L’ambassadrice des États-Unis à l’ONU, Linda Thomas-Greenfield, a réclamé jeudi en Turquie le maintien du dernier accès transfrontalier permettant d’acheminer de l’aide au nord de la Syrie. Ce frêle passage vers l’ultime bastion djihadiste et rebelle de Syrie, Idleb, est menacé de fermeture par Moscou, qui l’utilise comme monnaie d’échange et levier de pression dans le contexte de la guerre en Ukraine.

L’ambassadrice des États-Unis à l’ONU, Linda Thomas-Greenfield.
Ultime bastion précaire
L’autorisation de ce dernier point de passage transfrontalier, en vigueur depuis 2014, arrive à expiration le 10 juillet et nécessitera un vote du Conseil de sécurité, début juillet, auquel la Russie, soutien de Damas, menace d’opposer son veto. Depuis 2020, seul le point de passage de Bab al-Hawa est resté ouvert, trois autres ayant été exclus du champ d’application de la résolution en raison de l’opposition de la Russie russe notamment.
Par ce lieu ont transité l’an dernier près de 10.000 camions chargés d’aide humanitaire à destination de la région d’Idleb, ultime bastion jihadiste et rebelle de Syrie où vivent environ trois millions de personnes dans des conditions précaires.  Des ONG turques n’opérant pas sous l’égide de l’ONU pourront continuer d’acheminer de l’aide, mais " je ne crois pas qu’aucune organisation puisse égaler la qualité et la quantité de nourriture qui est acheminée par delà la frontière à travers ce mécanisme ", a fait valoir Mme Thomas-Greenfield. 
Des camions remplis d’aide humanitaire à destination des populations d’Idleb attendent à Bab al-Hawa, seul point de passage encore ouvert entre la Turquie et cette région qui n’est pas sous contrôle du régime de Damas.
Monnaie d’échange de Moscou
Pour les observateurs, Moscou cherche à faire du maintien de cet accès humanitaire une monnaie d’échange dans le contexte de la guerre en Ukraine.
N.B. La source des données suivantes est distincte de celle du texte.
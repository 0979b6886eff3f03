// This Source Code Form is subject to the terms of the Mozilla Public
// License, v. 2.0. If a copy of the MPL was not distributed with this
// file, You can obtain one at https://mozilla.org/MPL/2.0/.

//! Group and membership management

use super::Platform;
use crate::api_error::Error;
use crate::api_error::ResourceType;
use crate::db::model::Group;
use slog::info;

impl Platform {
    pub async fn group_create(
        &self,
        account_id: &str,
        name: &str,
        description: &str,
    ) -> Result<Group, Error> {
        if name.is_empty() {
            return Err(Error::invalid_argument("name is required"));
        }
        self.datastore.group_create(account_id, name, description).await
    }

    pub async fn group_fetch(
        &self,
        account_id: &str,
        group_id: &str,
    ) -> Result<Group, Error> {
        self.datastore.group_fetch(account_id, group_id).await?.ok_or_else(
            || Error::not_found_by_id(ResourceType::Group, group_id),
        )
    }

    /// Delete a group, cascading through member removal first
    ///
    /// The cascade is not atomic.  A member added concurrently with the
    /// deletion can leave an orphan membership row; it is unobservable
    /// through the API (the group lookup fails first) and cannot match in
    /// the engine because the deleted group has no attachments.
    pub async fn group_delete(
        &self,
        account_id: &str,
        group_id: &str,
    ) -> Result<(), Error> {
        self.group_fetch(account_id, group_id).await?;

        let members =
            self.datastore.group_members_list(account_id, group_id).await?;
        for member_arn in &members {
            self.datastore
                .member_remove(account_id, group_id, member_arn)
                .await?;
        }
        self.datastore.group_delete(account_id, group_id).await?;

        info!(self.log, "group deleted with members";
            "account_id" => account_id,
            "group_id" => group_id,
            "members_removed" => members.len(),
        );
        Ok(())
    }

    pub async fn groups_list(
        &self,
        account_id: &str,
    ) -> Result<Vec<Group>, Error> {
        self.datastore.groups_list(account_id).await
    }

    pub async fn group_member_add(
        &self,
        account_id: &str,
        group_id: &str,
        member_arn: &str,
    ) -> Result<(), Error> {
        self.group_fetch(account_id, group_id).await?;
        self.datastore.member_add(account_id, group_id, member_arn).await
    }

    pub async fn group_member_remove(
        &self,
        account_id: &str,
        group_id: &str,
        member_arn: &str,
    ) -> Result<(), Error> {
        self.group_fetch(account_id, group_id).await?;
        self.datastore.member_remove(account_id, group_id, member_arn).await
    }

    pub async fn group_members_list(
        &self,
        account_id: &str,
        group_id: &str,
    ) -> Result<Vec<String>, Error> {
        self.group_fetch(account_id, group_id).await?;
        self.datastore.group_members_list(account_id, group_id).await
    }

    /// List the groups a principal belongs to
    pub async fn user_groups_list(
        &self,
        account_id: &str,
        member_arn: &str,
    ) -> Result<Vec<String>, Error> {
        self.datastore.user_groups_list(account_id, member_arn).await
    }
}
Moscou avait déjà menacé de s’opposer l’an dernier à la poursuite de l’autorisation de ce point de passage, qui permet d’acheminer depuis la Turquie de l’aide humanitaire – nourriture, médicaments, couvertures, matelas et même vaccins anti-Covid – aux Syriens, sans l’aval de Damas, via le point d’entrée de Bab al-Hawa, dans le nord-ouest de la Syrie.
La Russie a déjà fait savoir le 20 mai, par son ambassadeur adjoint à l’ONU, Dmitry Polyanskiy, qu’elle ne voit pas " de raisons de poursuivre ce dispositif " qui " viole la souveraineté et l’intégrité territoriale de la Syrie ".
Des réfugiés syriens au point de passage de Bab al-Hawa.
" Cela aggravera les souffrances "
" Nous devons prolonger ce point de passage, nous devons continuer à fournir cette aide ", a déclaré Mme Thomas-Greenfield depuis un centre logistique des Nations unies situé en lisière de Reyhanli (sud), à trois kilomètres à vol d’oiseau de la frontière turco-syrienne. "Nous savons que la situation est déjà terrible là-bas, que les gens souffrent ", a souligné l’ambassadrice américaine, affirmant que si cette autorisation transfrontalière n’était pas renouvellée, cela affecterait des " millions de Syriens ". "Cela aggravera les souffrances, accroîtra le nombre de personnes déplacées et possiblement, le nombre de personnes qui pourraient tenter de franchir la frontière avec la Turquie ", a-t-elle estimé au terme d’une visite de 24 heures en Turquie. Plus de 80% de la population du nord-ouest de la Syrie dépend de ce dispositif pour sa survie, selon l’ONU.